= Supplied records =
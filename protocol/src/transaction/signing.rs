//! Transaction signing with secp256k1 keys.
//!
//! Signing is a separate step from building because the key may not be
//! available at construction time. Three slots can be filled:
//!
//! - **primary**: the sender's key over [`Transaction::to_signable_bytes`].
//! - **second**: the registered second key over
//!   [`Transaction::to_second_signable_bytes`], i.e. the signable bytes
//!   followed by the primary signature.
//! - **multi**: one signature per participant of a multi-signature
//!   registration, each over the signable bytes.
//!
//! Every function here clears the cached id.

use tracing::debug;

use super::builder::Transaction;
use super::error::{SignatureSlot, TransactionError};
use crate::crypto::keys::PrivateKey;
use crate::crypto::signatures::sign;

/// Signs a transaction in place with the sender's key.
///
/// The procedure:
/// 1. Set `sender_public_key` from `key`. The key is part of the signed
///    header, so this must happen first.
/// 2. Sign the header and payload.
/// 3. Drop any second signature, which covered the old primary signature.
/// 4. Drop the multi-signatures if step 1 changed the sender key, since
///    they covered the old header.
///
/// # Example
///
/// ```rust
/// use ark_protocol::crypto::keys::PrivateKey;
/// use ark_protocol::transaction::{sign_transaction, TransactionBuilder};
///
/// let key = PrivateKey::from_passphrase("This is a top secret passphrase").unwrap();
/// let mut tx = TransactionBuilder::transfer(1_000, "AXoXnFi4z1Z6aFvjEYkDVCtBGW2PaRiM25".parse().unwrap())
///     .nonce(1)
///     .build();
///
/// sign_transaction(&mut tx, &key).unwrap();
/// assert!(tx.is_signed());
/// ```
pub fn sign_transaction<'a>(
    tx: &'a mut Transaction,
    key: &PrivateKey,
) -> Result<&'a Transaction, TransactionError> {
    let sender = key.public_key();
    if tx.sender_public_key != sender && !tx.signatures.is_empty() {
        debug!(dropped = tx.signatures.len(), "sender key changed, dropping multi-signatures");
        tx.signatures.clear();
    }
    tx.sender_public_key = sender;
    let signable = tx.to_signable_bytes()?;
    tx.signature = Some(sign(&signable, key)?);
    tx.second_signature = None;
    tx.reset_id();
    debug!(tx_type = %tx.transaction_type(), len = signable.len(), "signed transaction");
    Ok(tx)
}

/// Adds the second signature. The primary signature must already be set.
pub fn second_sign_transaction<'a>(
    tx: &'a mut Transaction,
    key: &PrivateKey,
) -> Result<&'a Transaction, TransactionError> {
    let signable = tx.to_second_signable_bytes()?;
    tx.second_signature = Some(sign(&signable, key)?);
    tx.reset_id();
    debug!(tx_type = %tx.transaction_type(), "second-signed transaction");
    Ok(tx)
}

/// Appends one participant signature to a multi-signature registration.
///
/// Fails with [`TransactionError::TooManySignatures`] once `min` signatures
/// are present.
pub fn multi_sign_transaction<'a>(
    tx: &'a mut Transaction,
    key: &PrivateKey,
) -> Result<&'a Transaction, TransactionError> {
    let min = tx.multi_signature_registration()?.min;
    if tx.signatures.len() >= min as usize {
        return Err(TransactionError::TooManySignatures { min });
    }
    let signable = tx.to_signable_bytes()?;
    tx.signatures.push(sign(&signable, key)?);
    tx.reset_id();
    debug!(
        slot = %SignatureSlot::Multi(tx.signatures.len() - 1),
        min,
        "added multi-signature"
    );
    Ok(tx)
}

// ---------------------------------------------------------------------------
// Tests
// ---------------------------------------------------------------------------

---

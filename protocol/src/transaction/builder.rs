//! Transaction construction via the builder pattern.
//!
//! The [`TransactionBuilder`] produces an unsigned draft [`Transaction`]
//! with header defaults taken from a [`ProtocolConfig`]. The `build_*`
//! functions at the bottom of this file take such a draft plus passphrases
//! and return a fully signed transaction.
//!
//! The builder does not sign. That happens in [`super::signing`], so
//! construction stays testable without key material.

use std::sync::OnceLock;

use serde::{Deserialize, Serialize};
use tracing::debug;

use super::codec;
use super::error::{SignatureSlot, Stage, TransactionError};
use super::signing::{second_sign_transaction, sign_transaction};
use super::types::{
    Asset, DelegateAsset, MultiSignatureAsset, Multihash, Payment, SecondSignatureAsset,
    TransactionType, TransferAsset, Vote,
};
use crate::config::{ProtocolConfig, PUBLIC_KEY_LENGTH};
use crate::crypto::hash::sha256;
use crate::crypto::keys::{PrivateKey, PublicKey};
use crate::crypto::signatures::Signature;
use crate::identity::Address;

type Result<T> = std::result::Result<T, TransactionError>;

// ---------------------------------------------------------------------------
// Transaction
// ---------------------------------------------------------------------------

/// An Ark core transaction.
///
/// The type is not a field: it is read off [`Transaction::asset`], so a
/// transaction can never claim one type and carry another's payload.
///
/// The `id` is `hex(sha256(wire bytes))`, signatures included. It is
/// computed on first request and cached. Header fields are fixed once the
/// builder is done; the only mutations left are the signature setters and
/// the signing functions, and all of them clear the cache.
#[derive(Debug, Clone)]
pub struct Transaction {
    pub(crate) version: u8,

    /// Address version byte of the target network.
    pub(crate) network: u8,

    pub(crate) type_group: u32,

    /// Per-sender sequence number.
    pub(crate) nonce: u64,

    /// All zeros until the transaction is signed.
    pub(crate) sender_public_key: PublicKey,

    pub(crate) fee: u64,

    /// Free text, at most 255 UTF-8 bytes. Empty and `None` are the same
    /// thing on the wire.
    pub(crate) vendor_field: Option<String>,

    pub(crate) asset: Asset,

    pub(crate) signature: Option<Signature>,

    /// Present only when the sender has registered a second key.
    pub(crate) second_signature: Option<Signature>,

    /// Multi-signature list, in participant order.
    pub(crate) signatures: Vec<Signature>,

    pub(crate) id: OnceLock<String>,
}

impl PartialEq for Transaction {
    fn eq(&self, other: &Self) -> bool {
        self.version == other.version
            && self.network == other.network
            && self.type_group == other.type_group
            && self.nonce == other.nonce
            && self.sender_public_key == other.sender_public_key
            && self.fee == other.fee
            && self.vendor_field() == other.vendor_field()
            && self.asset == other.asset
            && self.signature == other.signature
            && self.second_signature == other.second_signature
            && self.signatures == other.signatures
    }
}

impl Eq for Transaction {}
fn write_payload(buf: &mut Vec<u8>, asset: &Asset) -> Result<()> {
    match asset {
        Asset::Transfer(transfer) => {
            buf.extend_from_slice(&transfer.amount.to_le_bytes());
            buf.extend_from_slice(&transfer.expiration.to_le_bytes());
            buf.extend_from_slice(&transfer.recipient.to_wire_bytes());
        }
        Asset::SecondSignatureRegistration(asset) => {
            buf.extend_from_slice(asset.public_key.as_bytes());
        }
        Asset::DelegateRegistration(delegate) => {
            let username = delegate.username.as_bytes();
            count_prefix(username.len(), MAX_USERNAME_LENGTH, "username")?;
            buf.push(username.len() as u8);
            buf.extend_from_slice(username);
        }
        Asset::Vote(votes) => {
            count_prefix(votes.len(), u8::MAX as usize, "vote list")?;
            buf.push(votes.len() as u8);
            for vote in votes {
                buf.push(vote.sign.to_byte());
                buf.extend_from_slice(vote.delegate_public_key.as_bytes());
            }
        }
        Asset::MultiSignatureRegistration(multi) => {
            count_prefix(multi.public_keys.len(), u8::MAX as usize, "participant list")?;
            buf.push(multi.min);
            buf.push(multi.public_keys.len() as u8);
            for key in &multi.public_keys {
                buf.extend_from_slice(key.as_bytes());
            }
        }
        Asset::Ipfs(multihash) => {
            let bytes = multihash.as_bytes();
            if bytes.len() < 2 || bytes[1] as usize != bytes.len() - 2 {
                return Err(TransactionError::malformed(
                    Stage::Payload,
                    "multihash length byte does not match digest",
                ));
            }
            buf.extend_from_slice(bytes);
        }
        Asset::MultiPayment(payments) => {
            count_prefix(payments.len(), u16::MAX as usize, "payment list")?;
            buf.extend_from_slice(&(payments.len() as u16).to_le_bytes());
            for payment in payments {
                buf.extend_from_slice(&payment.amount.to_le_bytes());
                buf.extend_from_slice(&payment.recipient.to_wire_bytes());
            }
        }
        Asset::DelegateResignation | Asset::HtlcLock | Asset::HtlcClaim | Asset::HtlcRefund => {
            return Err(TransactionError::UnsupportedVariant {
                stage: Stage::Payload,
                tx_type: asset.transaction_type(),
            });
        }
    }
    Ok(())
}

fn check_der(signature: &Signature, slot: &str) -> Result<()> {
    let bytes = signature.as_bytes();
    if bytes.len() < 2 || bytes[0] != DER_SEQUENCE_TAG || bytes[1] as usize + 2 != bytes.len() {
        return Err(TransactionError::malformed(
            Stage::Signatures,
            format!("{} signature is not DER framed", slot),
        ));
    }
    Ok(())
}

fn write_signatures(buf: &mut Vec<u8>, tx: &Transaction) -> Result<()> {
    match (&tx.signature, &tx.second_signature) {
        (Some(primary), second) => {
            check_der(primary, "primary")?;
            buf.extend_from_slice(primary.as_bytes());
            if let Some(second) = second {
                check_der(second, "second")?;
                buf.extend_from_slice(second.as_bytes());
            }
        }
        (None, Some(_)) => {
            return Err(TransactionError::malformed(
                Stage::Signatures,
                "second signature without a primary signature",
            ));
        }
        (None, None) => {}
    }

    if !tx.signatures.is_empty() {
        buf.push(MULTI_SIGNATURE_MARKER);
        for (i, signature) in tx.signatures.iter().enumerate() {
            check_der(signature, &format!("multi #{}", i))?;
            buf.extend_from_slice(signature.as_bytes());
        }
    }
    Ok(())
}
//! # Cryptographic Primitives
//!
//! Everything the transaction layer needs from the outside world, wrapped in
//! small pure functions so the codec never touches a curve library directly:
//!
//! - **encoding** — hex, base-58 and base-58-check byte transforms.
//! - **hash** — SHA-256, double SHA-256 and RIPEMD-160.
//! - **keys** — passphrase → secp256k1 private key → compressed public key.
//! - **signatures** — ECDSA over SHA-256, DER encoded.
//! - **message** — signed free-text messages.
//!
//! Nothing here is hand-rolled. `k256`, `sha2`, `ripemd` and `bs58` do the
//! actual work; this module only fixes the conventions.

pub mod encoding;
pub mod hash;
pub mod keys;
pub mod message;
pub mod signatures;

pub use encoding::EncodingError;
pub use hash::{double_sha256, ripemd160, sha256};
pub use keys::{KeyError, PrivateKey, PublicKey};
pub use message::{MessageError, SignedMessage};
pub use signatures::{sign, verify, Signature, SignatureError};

= Assigned task =
Scan the entries for lines holding the string "push", then copy every one of them.

= Problem solution =
    tx.signatures.push(sign(&signable, key)?);
            buf.push(username.len() as u8);
            buf.push(votes.len() as u8);
                buf.push(vote.sign.to_byte());
            buf.push(multi.min);
            buf.push(multi.public_keys.len() as u8);
        buf.push(MULTI_SIGNATURE_MARKER);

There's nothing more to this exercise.